**PROBLEM TO WORK ON**
Starting with the line that contains "filename crates/vireo-resolver/src/stats.rs" and stopping after the line that contains "a fixed-size ring.", copy the entries below exactly. Include nothing else.

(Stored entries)
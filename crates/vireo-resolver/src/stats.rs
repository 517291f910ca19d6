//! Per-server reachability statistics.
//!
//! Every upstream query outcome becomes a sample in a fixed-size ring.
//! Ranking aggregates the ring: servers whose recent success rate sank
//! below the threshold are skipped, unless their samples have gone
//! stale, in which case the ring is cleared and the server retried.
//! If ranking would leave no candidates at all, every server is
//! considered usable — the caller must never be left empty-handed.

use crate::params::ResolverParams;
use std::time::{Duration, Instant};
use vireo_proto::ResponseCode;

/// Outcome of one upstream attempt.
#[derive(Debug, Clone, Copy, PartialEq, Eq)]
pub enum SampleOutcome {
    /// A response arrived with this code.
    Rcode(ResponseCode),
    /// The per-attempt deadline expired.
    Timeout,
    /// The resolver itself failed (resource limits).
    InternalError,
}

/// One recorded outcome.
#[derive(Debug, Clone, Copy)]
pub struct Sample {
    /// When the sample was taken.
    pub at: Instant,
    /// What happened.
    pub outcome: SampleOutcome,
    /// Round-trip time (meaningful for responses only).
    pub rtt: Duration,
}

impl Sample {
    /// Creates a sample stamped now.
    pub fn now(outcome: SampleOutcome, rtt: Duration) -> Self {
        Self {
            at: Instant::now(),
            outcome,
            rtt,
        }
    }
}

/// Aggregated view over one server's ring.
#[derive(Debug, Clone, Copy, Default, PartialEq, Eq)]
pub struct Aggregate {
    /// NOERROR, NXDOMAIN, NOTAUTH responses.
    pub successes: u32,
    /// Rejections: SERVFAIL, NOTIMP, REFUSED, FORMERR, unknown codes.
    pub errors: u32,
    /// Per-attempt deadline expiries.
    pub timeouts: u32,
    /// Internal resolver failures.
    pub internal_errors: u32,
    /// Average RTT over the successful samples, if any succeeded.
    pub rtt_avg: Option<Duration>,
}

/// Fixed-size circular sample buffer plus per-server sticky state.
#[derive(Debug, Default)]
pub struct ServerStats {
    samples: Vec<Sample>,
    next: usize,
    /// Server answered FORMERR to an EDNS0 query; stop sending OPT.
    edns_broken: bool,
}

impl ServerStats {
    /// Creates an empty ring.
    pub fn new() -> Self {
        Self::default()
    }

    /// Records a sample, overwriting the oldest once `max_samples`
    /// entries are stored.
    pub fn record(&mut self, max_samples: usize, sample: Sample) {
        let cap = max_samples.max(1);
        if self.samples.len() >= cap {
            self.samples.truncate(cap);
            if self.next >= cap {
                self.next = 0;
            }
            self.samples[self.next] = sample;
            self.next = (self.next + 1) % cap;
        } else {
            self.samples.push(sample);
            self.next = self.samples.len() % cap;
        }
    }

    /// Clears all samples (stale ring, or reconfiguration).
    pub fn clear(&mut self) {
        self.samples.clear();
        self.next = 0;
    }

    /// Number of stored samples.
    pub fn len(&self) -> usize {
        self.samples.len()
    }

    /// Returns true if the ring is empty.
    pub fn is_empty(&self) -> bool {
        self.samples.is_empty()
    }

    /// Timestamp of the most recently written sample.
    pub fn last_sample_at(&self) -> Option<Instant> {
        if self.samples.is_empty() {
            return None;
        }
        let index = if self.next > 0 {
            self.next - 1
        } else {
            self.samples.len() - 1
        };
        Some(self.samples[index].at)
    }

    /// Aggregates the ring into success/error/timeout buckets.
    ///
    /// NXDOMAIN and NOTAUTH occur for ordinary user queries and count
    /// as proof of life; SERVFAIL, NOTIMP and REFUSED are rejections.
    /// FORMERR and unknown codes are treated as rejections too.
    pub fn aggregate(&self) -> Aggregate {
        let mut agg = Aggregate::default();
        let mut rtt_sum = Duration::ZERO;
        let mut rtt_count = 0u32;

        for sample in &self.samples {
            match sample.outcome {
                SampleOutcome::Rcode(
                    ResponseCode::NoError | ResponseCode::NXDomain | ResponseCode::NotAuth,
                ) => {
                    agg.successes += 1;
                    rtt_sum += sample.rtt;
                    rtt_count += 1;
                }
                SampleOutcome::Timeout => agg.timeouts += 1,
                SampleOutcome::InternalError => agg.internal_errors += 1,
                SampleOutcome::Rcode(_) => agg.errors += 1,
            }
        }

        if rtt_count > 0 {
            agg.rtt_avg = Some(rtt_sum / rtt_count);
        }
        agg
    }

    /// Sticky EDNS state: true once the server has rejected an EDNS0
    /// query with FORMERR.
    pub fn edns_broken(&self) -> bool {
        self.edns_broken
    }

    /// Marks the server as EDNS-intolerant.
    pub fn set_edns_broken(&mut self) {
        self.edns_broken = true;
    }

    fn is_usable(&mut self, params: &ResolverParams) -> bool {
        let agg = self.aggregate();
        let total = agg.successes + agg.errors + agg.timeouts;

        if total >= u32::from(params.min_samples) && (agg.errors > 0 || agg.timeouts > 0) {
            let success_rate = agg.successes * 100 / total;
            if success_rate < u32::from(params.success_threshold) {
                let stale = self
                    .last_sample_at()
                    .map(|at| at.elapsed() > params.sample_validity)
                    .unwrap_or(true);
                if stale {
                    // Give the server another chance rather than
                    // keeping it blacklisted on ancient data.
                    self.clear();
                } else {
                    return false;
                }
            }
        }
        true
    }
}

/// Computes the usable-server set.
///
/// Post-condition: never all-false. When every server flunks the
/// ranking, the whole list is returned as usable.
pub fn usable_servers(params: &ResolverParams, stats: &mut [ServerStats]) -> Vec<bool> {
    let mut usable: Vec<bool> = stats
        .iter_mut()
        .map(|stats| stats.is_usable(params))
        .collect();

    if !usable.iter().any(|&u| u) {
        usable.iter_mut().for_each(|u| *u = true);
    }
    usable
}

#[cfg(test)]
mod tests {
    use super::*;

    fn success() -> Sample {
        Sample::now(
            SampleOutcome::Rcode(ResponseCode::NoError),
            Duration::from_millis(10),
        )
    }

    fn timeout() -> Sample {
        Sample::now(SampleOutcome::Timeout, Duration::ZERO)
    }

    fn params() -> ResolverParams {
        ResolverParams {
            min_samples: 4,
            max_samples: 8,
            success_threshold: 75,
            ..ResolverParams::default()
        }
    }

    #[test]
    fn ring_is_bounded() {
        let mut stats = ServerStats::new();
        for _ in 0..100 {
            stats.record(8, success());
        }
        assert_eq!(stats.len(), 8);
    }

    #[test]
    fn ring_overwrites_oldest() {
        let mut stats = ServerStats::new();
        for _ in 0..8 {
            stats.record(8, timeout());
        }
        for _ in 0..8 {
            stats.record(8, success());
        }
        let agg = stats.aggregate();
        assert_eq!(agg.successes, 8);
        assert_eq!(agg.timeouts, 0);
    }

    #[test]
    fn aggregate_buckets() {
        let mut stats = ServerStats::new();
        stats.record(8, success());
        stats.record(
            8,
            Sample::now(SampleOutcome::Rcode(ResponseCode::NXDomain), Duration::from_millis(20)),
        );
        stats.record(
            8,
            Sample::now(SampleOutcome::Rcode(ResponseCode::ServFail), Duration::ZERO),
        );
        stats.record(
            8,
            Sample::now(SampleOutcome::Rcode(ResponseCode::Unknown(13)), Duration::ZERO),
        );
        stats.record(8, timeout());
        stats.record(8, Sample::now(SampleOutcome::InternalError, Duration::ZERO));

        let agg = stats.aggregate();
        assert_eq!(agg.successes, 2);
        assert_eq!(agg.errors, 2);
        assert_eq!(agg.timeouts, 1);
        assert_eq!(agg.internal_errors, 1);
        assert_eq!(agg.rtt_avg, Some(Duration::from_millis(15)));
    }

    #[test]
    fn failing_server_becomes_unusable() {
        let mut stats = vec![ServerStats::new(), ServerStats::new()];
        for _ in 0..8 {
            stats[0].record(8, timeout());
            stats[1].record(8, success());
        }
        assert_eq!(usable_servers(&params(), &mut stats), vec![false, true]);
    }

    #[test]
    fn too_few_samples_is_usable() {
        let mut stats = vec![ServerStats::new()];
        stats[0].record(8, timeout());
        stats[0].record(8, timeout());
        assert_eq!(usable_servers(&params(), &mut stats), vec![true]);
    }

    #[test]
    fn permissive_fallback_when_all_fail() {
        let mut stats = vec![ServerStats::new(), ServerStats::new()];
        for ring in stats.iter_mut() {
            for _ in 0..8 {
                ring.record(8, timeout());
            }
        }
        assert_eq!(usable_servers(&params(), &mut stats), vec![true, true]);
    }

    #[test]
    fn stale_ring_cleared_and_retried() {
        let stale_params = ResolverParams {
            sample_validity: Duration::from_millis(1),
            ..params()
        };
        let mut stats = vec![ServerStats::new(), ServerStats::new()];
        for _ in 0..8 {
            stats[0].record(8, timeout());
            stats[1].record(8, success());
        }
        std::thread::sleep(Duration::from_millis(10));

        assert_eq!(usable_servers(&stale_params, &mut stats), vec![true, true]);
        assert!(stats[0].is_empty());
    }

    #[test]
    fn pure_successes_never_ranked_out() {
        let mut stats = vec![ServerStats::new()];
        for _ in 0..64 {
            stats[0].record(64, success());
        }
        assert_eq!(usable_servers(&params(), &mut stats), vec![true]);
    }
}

* * *

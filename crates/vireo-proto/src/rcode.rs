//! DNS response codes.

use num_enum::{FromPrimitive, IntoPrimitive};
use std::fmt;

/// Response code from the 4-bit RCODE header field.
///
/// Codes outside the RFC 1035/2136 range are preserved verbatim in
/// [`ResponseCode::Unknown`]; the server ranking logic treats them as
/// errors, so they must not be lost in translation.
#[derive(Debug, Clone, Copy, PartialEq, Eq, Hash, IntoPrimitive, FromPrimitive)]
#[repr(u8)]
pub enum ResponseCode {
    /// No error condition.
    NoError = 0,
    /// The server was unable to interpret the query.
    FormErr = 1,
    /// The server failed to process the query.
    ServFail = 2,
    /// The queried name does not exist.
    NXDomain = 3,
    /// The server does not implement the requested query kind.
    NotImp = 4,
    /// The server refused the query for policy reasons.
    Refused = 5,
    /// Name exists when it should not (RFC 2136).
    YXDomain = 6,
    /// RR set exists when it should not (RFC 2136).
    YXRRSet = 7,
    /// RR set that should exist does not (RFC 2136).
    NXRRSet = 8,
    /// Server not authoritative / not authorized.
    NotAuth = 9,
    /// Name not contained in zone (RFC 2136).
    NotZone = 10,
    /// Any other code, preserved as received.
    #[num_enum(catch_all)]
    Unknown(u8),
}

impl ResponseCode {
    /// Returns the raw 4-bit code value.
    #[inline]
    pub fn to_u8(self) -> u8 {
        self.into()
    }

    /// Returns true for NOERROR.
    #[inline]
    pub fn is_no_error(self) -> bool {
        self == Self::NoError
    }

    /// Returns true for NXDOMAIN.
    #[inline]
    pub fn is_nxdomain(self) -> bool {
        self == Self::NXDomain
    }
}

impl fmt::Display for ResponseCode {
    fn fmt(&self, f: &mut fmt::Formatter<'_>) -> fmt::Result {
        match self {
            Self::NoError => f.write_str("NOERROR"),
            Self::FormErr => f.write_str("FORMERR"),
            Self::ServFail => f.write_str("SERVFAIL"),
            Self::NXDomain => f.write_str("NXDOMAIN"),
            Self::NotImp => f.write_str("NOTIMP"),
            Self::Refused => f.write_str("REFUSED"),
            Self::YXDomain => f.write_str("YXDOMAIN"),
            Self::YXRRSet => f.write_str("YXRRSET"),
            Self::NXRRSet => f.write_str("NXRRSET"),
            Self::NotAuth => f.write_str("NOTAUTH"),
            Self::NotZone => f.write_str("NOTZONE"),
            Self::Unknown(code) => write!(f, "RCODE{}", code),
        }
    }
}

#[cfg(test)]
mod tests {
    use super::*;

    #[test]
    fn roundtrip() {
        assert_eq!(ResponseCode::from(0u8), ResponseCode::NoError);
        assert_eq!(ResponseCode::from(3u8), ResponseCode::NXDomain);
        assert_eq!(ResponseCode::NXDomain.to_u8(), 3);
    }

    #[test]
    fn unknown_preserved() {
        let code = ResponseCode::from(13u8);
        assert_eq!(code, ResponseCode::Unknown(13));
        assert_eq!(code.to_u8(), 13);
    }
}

**RESPONSE TO THIS EXERCISE**
filename crates/vireo-resolver/src/stats.rs
repository 517291f910ca19d6
//! Per-server reachability statistics.
//!
//! Every upstream query outcome becomes a sample in a fixed-size ring.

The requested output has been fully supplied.